MIA is a potential biomarker for tumour load in neurofibromatosis type 1
Background Neurofibromatosis type 1 (NF1) is a frequent genetic disease characterized by multiple benign tumours with increased risk for malignancy. There is currently no biomarker for tumour load in NF1 patients. Methods In situ hybridization and quantitative real-time polymerase reaction were applied to investigate expression of cartilage-specific genes in mice bearing conditional inactivation of NF1 in the developing limbs. These mice do not develop tumours but recapitulate aspects of NF1 bone dysplasia, including deregulation of cartilage differentiation. It has been recently shown that NF1 tumours require for their growth the master regulator of cartilage differentiation SOX9. We thus hypothesized that some of the cartilage-specific genes deregulated in an Nf1Prx1 mouse model might prove to be relevant biomarkers of NF1 tumours.
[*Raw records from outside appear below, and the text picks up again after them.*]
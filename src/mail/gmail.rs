//! Gmail API v1 adapter.
//!
//! List → per-message fetch, with bodies decoded from the base64url payload
//! tree. When a message carries only an HTML part, the text form is derived
//! from it so downstream scoring always has plain text to work with.

use async_trait::async_trait;
use base64::Engine;
use chrono::{DateTime, Utc};
use serde::Deserialize;

use super::auth::TokenProvider;
use super::{Attachment, MailError, MailMessage, MailSource};

const API_BASE: &str = "https://gmail.googleapis.com/gmail/v1/users/me";

// ============================================================================
// API response types
// ============================================================================

#[derive(Debug, Deserialize)]
#[serde(rename_all = "camelCase")]
struct MessageListResponse {
    #[serde(default)]
    messages: Vec<MessageStub>,
}

#[derive(Debug, Deserialize)]
#[serde(rename_all = "camelCase")]
struct MessageStub {
    id: String,
}

#[derive(Debug, Deserialize)]
#[serde(rename_all = "camelCase")]
struct MessageDetail {
    #[serde(default)]
    id: String,
    #[serde(default)]
    thread_id: String,
    #[serde(default)]
    snippet: String,
    #[serde(default)]
    payload: Option<MessagePart>,
}

#[derive(Debug, Default, Deserialize)]
#[serde(rename_all = "camelCase")]
struct MessagePart {
    #[serde(default)]
    part_id: String,
    #[serde(default)]
    mime_type: String,
    #[serde(default)]
    filename: String,
    #[serde(default)]
    headers: Vec<Header>,
    #[serde(default)]
    body: Option<PartBody>,
    #[serde(default)]
    parts: Vec<MessagePart>,
}

#[derive(Debug, Deserialize)]
struct Header {
    #[serde(default)]
    name: String,
    #[serde(default)]
    value: String,
}

#[derive(Debug, Default, Deserialize)]
#[serde(rename_all = "camelCase")]
struct PartBody {
    #[serde(default)]
    attachment_id: Option<String>,
    #[serde(default)]
    size: u64,
    #[serde(default)]
    data: Option<String>,
}

// ============================================================================
// Payload decoding
// ============================================================================

fn decode_body(data: &str) -> Option<String> {
    let engine = base64::engine::general_purpose::URL_SAFE;
    let no_pad = base64::engine::general_purpose::URL_SAFE_NO_PAD;
    let bytes = engine
        .decode(data)
        .or_else(|_| no_pad.decode(data))
        .ok()?;
    Some(String::from_utf8_lossy(&bytes).into_owned())
}

fn header_value<'a>(headers: &'a [Header], name: &str) -> &'a str {
    headers
        .iter()
        .find(|h| h.name.eq_ignore_ascii_case(name))
        .map(|h| h.value.as_str())
        .unwrap_or("")
}

/// Walk the part tree collecting the first text/plain and text/html bodies.
fn collect_bodies(part: &MessagePart, text: &mut String, html: &mut String) {
    if part.filename.is_empty() {
        if let Some(data) = part.body.as_ref().and_then(|b| b.data.as_deref()) {
            if part.mime_type == "text/plain" && text.is_empty() {
                if let Some(decoded) = decode_body(data) {
                    *text = decoded;
                }
            } else if part.mime_type == "text/html" && html.is_empty() {
                if let Some(decoded) = decode_body(data) {
                    *html = decoded;
                }
            }
        }
    }
    for child in &part.parts {
        collect_bodies(child, text, html);
    }
}

fn collect_attachments(part: &MessagePart, out: &mut Vec<Attachment>) {
    if !part.filename.is_empty() {
        if let Some(body) = &part.body {
            out.push(Attachment {
                id: body
                    .attachment_id
                    .clone()
                    .unwrap_or_else(|| part.part_id.clone()),
                filename: part.filename.clone(),
                mime_type: part.mime_type.clone(),
                size: body.size,
            });
        }
    }
    for child in &part.parts {
        collect_attachments(child, out);
    }
}

fn parse_date_header(value: &str) -> Option<DateTime<Utc>> {
    DateTime::parse_from_rfc2822(value)
        .map(|dt| dt.with_timezone(&Utc))
        .ok()
}

fn detail_to_message(detail: MessageDetail) -> MailMessage {
    let payload = detail.payload.unwrap_or_default();

    let mut body_text = String::new();
    let mut body_html = String::new();
    collect_bodies(&payload, &mut body_text, &mut body_html);

    // HTML-only message: derive the text form
    if body_text.is_empty() && !body_html.is_empty() {
        body_text = html2text::from_read(body_html.as_bytes(), 80).unwrap_or_default();
    }

    MailMessage {
        id: detail.id,
        thread_id: detail.thread_id,
        from: header_value(&payload.headers, "From").to_string(),
        subject: header_value(&payload.headers, "Subject").to_string(),
        snippet: detail.snippet,
        date: parse_date_header(header_value(&payload.headers, "Date")),
        body_text,
        body_html,
    }
}

// ============================================================================
// Client
// ============================================================================

pub struct GmailClient {
    http: reqwest::Client,
    tokens: TokenProvider,
}

impl GmailClient {
    pub fn new(tokens: TokenProvider) -> Self {
        Self {
            http: reqwest::Client::new(),
            tokens,
        }
    }

    async fn check(resp: reqwest::Response) -> Result<reqwest::Response, MailError> {
        let status = resp.status();
        match status.as_u16() {
            200..=299 => Ok(resp),
            401 => Err(MailError::AuthExpired),
            404 => Err(MailError::NotFound(resp.url().path().to_string())),
            429 => Err(MailError::RateLimited),
            code => {
                let message = resp.text().await.unwrap_or_default();
                Err(MailError::Api {
                    status: code,
                    message,
                })
            }
        }
    }

    async fn fetch_detail(&self, id: &str) -> Result<MessageDetail, MailError> {
        let token = self.tokens.access_token().await?;
        let resp = self
            .http
            .get(format!("{API_BASE}/messages/{id}"))
            .bearer_auth(&token)
            .query(&[("format", "full")])
            .send()
            .await?;
        let resp = Self::check(resp).await?;
        Ok(resp.json().await?)
    }
}

#[async_trait]
impl MailSource for GmailClient {
    async fn list_message_ids(&self, query: &str, limit: u32) -> Result<Vec<String>, MailError> {
        let token = self.tokens.access_token().await?;
        let resp = self
            .http
            .get(format!("{API_BASE}/messages"))
            .bearer_auth(&token)
            .query(&[("q", query), ("maxResults", &limit.to_string())])
            .send()
            .await?;
        let resp = Self::check(resp).await?;
        let list: MessageListResponse = resp.json().await?;
        Ok(list.messages.into_iter().map(|m| m.id).collect())
    }

    async fn get_message(&self, id: &str) -> Result<MailMessage, MailError> {
        let detail = self.fetch_detail(id).await?;
        Ok(detail_to_message(detail))
    }

    async fn get_attachments(&self, message: &MailMessage) -> Result<Vec<Attachment>, MailError> {
        let detail = self.fetch_detail(&message.id).await?;
        let mut attachments = Vec::new();
        if let Some(payload) = &detail.payload {
            collect_attachments(payload, &mut attachments);
        }
        Ok(attachments)
    }

    async fn forward(
        &self,
        message_id: &str,
        recipients: &[String],
        note: Option<&str>,
    ) -> Result<(), MailError> {
        let original = self.get_message(message_id).await?;
        let mut body = String::new();
        if let Some(note) = note {
            body.push_str(note);
            body.push_str("\n\n");
        }
        body.push_str("---------- Forwarded message ----------\n");
        body.push_str(&format!("From: {}\n", original.from));
        body.push_str(&format!("Subject: {}\n\n", original.subject));
        body.push_str(&original.body_text);

        let mime = format!(
            "To: {}\r\nSubject: Fwd: {}\r\nContent-Type: text/plain; charset=\"UTF-8\"\r\n\r\n{}",
            recipients.join(", "),
            original.subject,
            body
        );
        self.send_email(&mime).await
    }

    async fn send_email(&self, mime: &str) -> Result<(), MailError> {
        let token = self.tokens.access_token().await?;
        let raw = base64::engine::general_purpose::URL_SAFE_NO_PAD.encode(mime.as_bytes());
        let resp = self
            .http
            .post(format!("{API_BASE}/messages/send"))
            .bearer_auth(&token)
            .json(&serde_json::json!({ "raw": raw }))
            .send()
            .await?;
        Self::check(resp).await?;
        Ok(())
    }

    async fn apply_label(&self, message_id: &str, label: &str) -> Result<(), MailError> {
        let token = self.tokens.access_token().await?;
        let resp = self
            .http
            .post(format!("{API_BASE}/messages/{message_id}/modify"))
            .bearer_auth(&token)
            .json(&serde_json::json!({ "addLabelIds": [label] }))
            .send()
            .await?;
        Self::check(resp).await?;
        Ok(())
    }
}

// ============================================================================
// Tests
// ============================================================================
We tested this hypothesis by analyzing expression of the SOX9 target gene product melanoma-inhibitory activity/cd-rap (MIA) in tumour and serum samples of NF1 patients. Results Increased expression of Mia was found in Nf1 -deficient cartilage in mice. In humans, MIA was expressed in all NF1-related tumours and its serum levels were significantly higher in NF1 patients than in healthy controls. Among NF1 patients, MIA serum levels were significantly higher in those with plexiform neurofibromas and in those with large number of cutaneous (> 1,000) or subcutaneous (> 100) neurofibromas than in patients without such tumours. Most notably, MIA serum levels correlated significantly with internal tumour burden. Conclusions MIA is a potential serum biomarker of tumour load in NF1 patients which could be useful in following the disease course and monitoring the efficacy of therapies.